(あんばや はちまんじんじゃ の おまと)
平成23年3月3日
千葉県南房総市安馬谷(あんばや)八幡神社で御神的(おまと)神事が行われました。
五穀豊穣を祈る古来の伝承行事で、南房総市の無形文化財に指定されています。
安馬谷(あんばや)というやや奇妙な地名は、承久2年(1220)頃から、
千倉(この地から4km南)の下立松原神社の神事に「鞍馬」を差し出した
ことに由来しているそうです。
千葉から舘山自動車道で南下100km、約二時間 田圃の中に鳥居が見えます。 |
こんもりとした森があり、そこが八幡神社でした。 |
935年頃、源順が編集したと言われる「和名抄」に 記されている「大瀦郷(おおぬまごう)」は 現在の安馬谷とこの周辺地域のことで、 八幡神社はその郷社であったそうです。 |
道路から切り立ったような階段です。 |
階段から振り返るとその高さがわかります。 |
朝九時過ぎ、神殿の飾りつけや舞台装置が出来たようです。 |
この神社の氏子は二百軒ほどで、 この神事は八人の当番が二年交代で持ち回りだそうです。 |
朝10時半 祈年祭が始まりました。 |
御祓いを受け・・・ |
玉串奉奠 |
十一時 祭礼は終わりました。 |
「御神的」神事は源頼朝が天下泰平を祈願して流鏑馬を行ったことから この神社も奉納するようになったそうです。 昔は馬上から三つの的を射ましたが、 ある年に矢が誤って見物人に当り大怪我をした事から 境内で歩射になったそうです。 毎年3月3日の五穀豊穣祈年祭に行われています。 的は新しい女竹で六尺角の井桁を編んで、 白紙を張り中央に一尺一寸の黒丸を描き その外側に五尺五寸間隔で白と黒の輪を交互に描く。 |
弓は昔は「重藤の弓」を使用しましたが、現在は 新しい真竹で作り、矢は矢竹を用いて鷹羽根を付けるのだそうです。 宮司修祓 |
的から15メートル位離れた所から狙います。 射手は鈴木区長代理 |
奉射する矢の数は9九本ですが、これが3本ずつ3つに分けられます。 最初の三本は「早生(わせ)」、次が「中生(なかて)」、 最後が「晩生(おくて)」で、それぞれの作柄を占います。 まず「早生」 |
きりきりと引き・・・・・・・・・・・・・ |
ひょうと放ちます。 |
中心の黒丸に当れば「九分作」、 離れるにしたがって八分、七分、六分、五分と 下がっていきます。
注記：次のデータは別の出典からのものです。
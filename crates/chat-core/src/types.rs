//! Core types of the chat layer.

use std::fmt;

use serde::{Deserialize, Serialize};

use opencomm_session_core::Address;

/// Identity of a chat room: the local and peer endpoints it binds.
#[derive(Debug, Clone, PartialEq, Eq, Hash, Serialize, Deserialize)]
pub struct ChatRoomId {
    local: Address,
    peer: Address,
}

impl ChatRoomId {
    pub fn new(local: Address, peer: Address) -> Self {
        Self { local, peer }
    }

    pub fn local_address(&self) -> &Address {
        &self.local
    }

    pub fn peer_address(&self) -> &Address {
        &self.peer
    }
}

impl fmt::Display for ChatRoomId {
    fn fmt(&self, f: &mut fmt::Formatter<'_>) -> fmt::Result {
        write!(f, "{} <-> {}", self.local, self.peer)
    }
}

/// Lifecycle state of a chat room.
#[derive(Debug, Clone, Copy, Hash, Eq, PartialEq, Serialize, Deserialize)]
pub enum ChatRoomState {
    Instantiated,
    CreationPending,
    Created,
    CreationFailed,
    TerminationPending,
    Terminated,
    TerminationFailed,
    Deleted,
}

impl fmt::Display for ChatRoomState {
    fn fmt(&self, f: &mut fmt::Formatter<'_>) -> fmt::Result {
        write!(f, "{:?}", self)
    }
}

/// Delivery state of a chat message.
#[derive(Debug, Clone, Copy, Hash, Eq, PartialEq, Serialize, Deserialize)]
pub enum ChatMessageState {
    Idle,
    InProgress,
    Delivered,
    /// The recipient's client acknowledged the message.
    DeliveredToUser,
    /// The recipient displayed the message.
    Displayed,
    NotDelivered,
}

impl ChatMessageState {
    /// Delivery only progresses; a message never falls back from a
    /// stronger acknowledgement to a weaker one.
    pub fn can_transition_to(self, next: ChatMessageState) -> bool {
        use ChatMessageState::*;
        match (self, next) {
            (Idle, InProgress) => true,
            (InProgress, Delivered) | (InProgress, NotDelivered) => true,
            // A failed message may be resent.
            (NotDelivered, InProgress) => true,
            (Delivered, DeliveredToUser) | (Delivered, Displayed) => true,
            (DeliveredToUser, Displayed) => true,
            _ => false,
        }
    }
}

impl fmt::Display for ChatMessageState {
    fn fmt(&self, f: &mut fmt::Formatter<'_>) -> fmt::Result {
        write!(f, "{:?}", self)
    }
}

/// Direction of a chat message.
#[derive(Debug, Clone, Copy, Hash, Eq, PartialEq, Serialize, Deserialize)]
pub enum ChatMessageDirection {
    Incoming,
    Outgoing,
}

/// Message ID type
#[derive(Debug, Clone, Hash, Eq, PartialEq, Serialize, Deserialize)]
pub struct MessageId(pub String);

impl MessageId {
    pub fn new() -> Self {
        Self(format!("msg-{}", uuid::Uuid::new_v4()))
    }
}

impl Default for MessageId {
    fn default() -> Self {
        Self::new()
    }
}

impl fmt::Display for MessageId {
    fn fmt(&self, f: &mut fmt::Formatter<'_>) -> fmt::Result {
        write!(f, "{}", self.0)
    }
}

/// Entry of the in-memory room history.
#[derive(Debug, Clone, PartialEq, Serialize, Deserialize)]
pub enum ChatRoomEvent {
    StateChanged(ChatRoomState),
    MessageSent(MessageId),
    MessageReceived(MessageId),
}
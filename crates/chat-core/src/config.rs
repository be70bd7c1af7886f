//! Chat layer configuration.

use serde::{Deserialize, Serialize};

/// Tunables for composing notifications, in seconds.
#[derive(Debug, Clone, Serialize, Deserialize)]
#[serde(default)]
pub struct ChatConfig {
    /// Local composing stops being advertised after this much inactivity.
    pub composing_idle_timeout: i64,
    /// An active composing notification is refreshed at this interval.
    pub composing_refresh_timeout: i64,
    /// A remote composing indication expires when not refreshed within
    /// this delay.
    pub remote_composing_refresh_timeout: i64,
    /// Send delivery receipts for received messages.
    pub send_delivery_receipts: bool,
    /// Advertise our own composing activity to the peer.
    pub send_is_composing: bool,
}

impl Default for ChatConfig {
    fn default() -> Self {
        Self {
            composing_idle_timeout: 15,
            composing_refresh_timeout: 60,
            remote_composing_refresh_timeout: 120,
            send_delivery_receipts: true,
            send_is_composing: true,
        }
    }
}
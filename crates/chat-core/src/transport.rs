//! Message transport collaborator interface.
//!
//! The wire encoding of messages, composing indications and delivery
//! receipts belongs to the SIP engine; the chat room only decides when to
//! send what.

use opencomm_session_core::{Address, Content};

use crate::errors::Result;
use crate::types::{ChatMessageState, MessageId};

pub trait ChatMessageTransport: Send + Sync {
    fn send_message(&self, to: &Address, message: &MessageId, content: &Content) -> Result<()>;

    /// Advertise whether the local user is composing.
    fn send_is_composing(&self, to: &Address, composing: bool) -> Result<()>;

    /// Acknowledge a received message with the given delivery state.
    fn send_delivery_receipt(
        &self,
        to: &Address,
        message: &MessageId,
        state: ChatMessageState,
    ) -> Result<()>;
}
この作柄はいいようです。 |
次は「中生」 |
射手の眼光も鋭く・・・・ |
那須与一かと・・・ |
見事な腕前です。 |
立会い人も緊張の面持ち |
最後の「晩生」 |
これもいいところに当っているようです。 三本を射る度に当った場所を確認して記録します。 |
的の裏側を見るとこの通り貫通しています。 弓道に用いる本当の矢です。 |
鈴木さんも大任を果たし、那須与一の心境でしょう。 |
宮司さんはじめ役員の皆さん! ご苦労様でした。 |
記録係は早生・中生・晩生それぞれの矢の的中場所を図に書き込み、 三本の平均を出して判定します。 |
こうして作物の豊凶や天候の情況を占った御神的の結果表は 神前に供えられた後、全区民へ知らされ作付けする品種や田植え時期等を 判断するに際して参考にすると言われています。 |
天候もよく全てが無事に終りほっとした空気が流れています。 12時からの直会で全てが終わります。 |
帰り道、鎮守の森を振り返ると、房総はもう春です。 |
豊作へ届け与一の鷹の羽根
以上で僕の見た「御神的」神事は終りです。
天候もよく暖かく、本当に豊作は間違いないと思われました。
伝承行事が粛々と行われているこの静かな田園が
今後どうなって行くのだろうかと考えさせられます。
政治はその日暮らし、海外の圧力、高齢化社会・・・・
農業は単に食料の生産手段だけではなく、国土という自然を
維持している面もあるのだから、
複眼的な対策が要るのではないだろうか。